--- DATASET EXTRACT ---
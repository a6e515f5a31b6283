//! Time source abstraction for testability.
//!
//! Every animation in folio (reveal stagger, skill fills, the typewriter,
//! smooth scrolling) is driven off a `TimeSource`, so production code uses
//! the real clock while tests advance a logical clock deterministically.

use std::sync::atomic::{AtomicU64, Ordering};
use std::sync::Arc;
use std::time::{Duration, Instant};

/// Abstraction over time-related operations.
pub trait TimeSource: Send + Sync + std::fmt::Debug {
    /// Get the current instant for measuring elapsed time.
    fn now(&self) -> Instant;

    /// Calculate elapsed time since an earlier instant.
    fn elapsed_since(&self, earlier: Instant) -> Duration {
        self.now().saturating_duration_since(earlier)
    }
}

/// Type alias for shared time source.
pub type SharedTimeSource = Arc<dyn TimeSource>;

/// Production implementation using actual system time.
#[derive(Debug, Clone, Copy, Default)]
pub struct RealTimeSource;

impl RealTimeSource {
    pub fn new() -> Self {
        Self
    }

    /// Create a shared RealTimeSource.
    pub fn shared() -> SharedTimeSource {
        Arc::new(Self)
    }
}

impl TimeSource for RealTimeSource {
    fn now(&self) -> Instant {
        Instant::now()
    }
}

/// Test implementation with controllable time.
///
/// `now()` returns a logical instant based on an internal counter that
/// only moves when `advance()` is called, so timing-sensitive tests run
/// instantly and never flake.
#[derive(Debug)]
pub struct TestTimeSource {
    /// Logical time in nanoseconds since creation.
    logical_nanos: AtomicU64,
    /// Base instant (real time at creation, used for Instant arithmetic).
    base_instant: Instant,
}

impl Default for TestTimeSource {
    fn default() -> Self {
        Self::new()
    }
}

impl TestTimeSource {
    /// Create a new TestTimeSource with logical time starting at zero.
    pub fn new() -> Self {
        Self {
            logical_nanos: AtomicU64::new(0),
            base_instant: Instant::now(),
        }
    }

    /// Create a shared TestTimeSource.
    pub fn shared() -> Arc<Self> {
        Arc::new(Self::new())
    }

    /// Advance logical time by the given duration.
    ///
    /// This is the primary way to simulate time passage in tests.
    pub fn advance(&self, duration: Duration) {
        self.logical_nanos
            .fetch_add(duration.as_nanos() as u64, Ordering::SeqCst);
    }

    /// Get the logical elapsed time since creation.
    pub fn elapsed(&self) -> Duration {
        Duration::from_nanos(self.logical_nanos.load(Ordering::SeqCst))
    }

    /// Reset logical time to zero.
    pub fn reset(&self) {
        self.logical_nanos.store(0, Ordering::SeqCst);
    }
}

impl TimeSource for TestTimeSource {
    fn now(&self) -> Instant {
        // base_instant + logical elapsed keeps the returned Instant valid
        // for duration calculations.
        self.base_instant + self.elapsed()
    }
}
---
Lines with the word "SeqCst" in them: report all of these from the listing above.

            .fetch_add(duration.as_nanos() as u64, Ordering::SeqCst);
        Duration::from_nanos(self.logical_nanos.load(Ordering::SeqCst))
        self.logical_nanos.store(0, Ordering::SeqCst);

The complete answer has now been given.